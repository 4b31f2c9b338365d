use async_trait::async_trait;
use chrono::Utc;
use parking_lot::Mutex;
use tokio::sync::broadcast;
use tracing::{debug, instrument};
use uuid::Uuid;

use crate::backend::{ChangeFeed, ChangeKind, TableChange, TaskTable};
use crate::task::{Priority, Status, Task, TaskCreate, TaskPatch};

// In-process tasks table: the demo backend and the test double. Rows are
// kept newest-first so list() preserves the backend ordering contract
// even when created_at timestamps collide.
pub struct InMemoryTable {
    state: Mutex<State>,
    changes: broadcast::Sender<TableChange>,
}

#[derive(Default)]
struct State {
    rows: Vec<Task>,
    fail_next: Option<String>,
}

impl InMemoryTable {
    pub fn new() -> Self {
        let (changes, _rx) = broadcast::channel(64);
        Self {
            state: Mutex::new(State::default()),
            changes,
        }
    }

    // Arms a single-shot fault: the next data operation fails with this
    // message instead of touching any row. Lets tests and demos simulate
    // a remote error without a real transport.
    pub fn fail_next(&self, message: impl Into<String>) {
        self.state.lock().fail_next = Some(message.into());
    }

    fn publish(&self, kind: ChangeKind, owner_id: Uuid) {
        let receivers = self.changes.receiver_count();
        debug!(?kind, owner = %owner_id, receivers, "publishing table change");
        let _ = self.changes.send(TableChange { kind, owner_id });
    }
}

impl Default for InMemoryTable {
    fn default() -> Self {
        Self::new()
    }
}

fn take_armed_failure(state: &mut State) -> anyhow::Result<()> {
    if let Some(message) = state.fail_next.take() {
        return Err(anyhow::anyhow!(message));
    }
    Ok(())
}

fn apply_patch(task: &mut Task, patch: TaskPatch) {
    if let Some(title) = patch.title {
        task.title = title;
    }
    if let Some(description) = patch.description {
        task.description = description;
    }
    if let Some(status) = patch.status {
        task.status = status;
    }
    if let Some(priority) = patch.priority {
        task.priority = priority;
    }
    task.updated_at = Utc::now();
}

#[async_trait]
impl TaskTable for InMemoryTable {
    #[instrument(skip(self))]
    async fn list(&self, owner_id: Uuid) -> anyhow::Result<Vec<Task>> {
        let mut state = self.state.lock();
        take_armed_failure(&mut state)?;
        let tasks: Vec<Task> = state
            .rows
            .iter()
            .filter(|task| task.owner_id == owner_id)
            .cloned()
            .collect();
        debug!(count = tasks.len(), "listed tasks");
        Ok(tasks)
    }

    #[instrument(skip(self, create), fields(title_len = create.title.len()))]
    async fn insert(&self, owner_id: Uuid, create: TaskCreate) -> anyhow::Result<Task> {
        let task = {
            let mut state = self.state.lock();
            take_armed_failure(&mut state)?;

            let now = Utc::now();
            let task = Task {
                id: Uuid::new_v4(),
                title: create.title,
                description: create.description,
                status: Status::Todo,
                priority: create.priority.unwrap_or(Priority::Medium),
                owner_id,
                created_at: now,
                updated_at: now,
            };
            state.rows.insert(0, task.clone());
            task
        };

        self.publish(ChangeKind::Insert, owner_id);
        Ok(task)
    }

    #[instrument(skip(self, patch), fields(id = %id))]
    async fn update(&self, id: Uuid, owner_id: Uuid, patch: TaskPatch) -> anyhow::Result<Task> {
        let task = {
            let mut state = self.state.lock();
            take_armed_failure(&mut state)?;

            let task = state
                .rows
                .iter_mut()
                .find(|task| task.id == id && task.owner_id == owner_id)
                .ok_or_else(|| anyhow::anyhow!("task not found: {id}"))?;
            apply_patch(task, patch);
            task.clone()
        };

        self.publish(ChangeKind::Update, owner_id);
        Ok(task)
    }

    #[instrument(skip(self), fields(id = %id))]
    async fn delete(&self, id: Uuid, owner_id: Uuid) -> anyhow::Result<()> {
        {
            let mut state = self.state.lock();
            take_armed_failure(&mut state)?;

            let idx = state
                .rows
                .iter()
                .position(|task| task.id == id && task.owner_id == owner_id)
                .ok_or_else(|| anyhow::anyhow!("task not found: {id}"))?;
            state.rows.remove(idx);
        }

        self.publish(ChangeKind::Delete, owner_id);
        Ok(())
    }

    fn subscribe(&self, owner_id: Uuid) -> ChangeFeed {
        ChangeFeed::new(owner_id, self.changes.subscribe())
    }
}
* * * * *
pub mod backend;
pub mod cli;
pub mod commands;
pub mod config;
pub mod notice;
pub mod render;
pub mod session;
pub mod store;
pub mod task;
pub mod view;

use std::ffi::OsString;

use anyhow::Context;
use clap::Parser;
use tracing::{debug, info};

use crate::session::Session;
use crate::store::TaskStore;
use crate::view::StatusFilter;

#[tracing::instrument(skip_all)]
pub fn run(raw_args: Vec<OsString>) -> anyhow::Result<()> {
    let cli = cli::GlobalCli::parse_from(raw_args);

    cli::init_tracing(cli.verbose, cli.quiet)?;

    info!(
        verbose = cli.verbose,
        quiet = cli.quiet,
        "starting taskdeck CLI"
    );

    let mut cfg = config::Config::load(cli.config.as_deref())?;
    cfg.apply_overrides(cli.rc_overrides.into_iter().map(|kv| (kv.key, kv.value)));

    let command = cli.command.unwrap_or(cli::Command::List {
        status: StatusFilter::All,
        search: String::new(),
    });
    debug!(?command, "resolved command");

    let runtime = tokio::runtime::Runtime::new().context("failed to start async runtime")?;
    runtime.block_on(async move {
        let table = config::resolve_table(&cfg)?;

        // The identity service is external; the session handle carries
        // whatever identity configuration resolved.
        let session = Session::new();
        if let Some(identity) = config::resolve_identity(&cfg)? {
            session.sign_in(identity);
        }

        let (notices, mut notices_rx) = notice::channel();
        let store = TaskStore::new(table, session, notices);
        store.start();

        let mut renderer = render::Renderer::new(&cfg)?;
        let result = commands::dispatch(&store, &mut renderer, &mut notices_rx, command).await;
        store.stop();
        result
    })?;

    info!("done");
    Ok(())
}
* * * * *
- TO DO
Find the lines above that contain the word "broadcast" and collect them.

- YOUR SOLUTION
use tokio::sync::broadcast;
    changes: broadcast::Sender<TableChange>,
        let (changes, _rx) = broadcast::channel(64);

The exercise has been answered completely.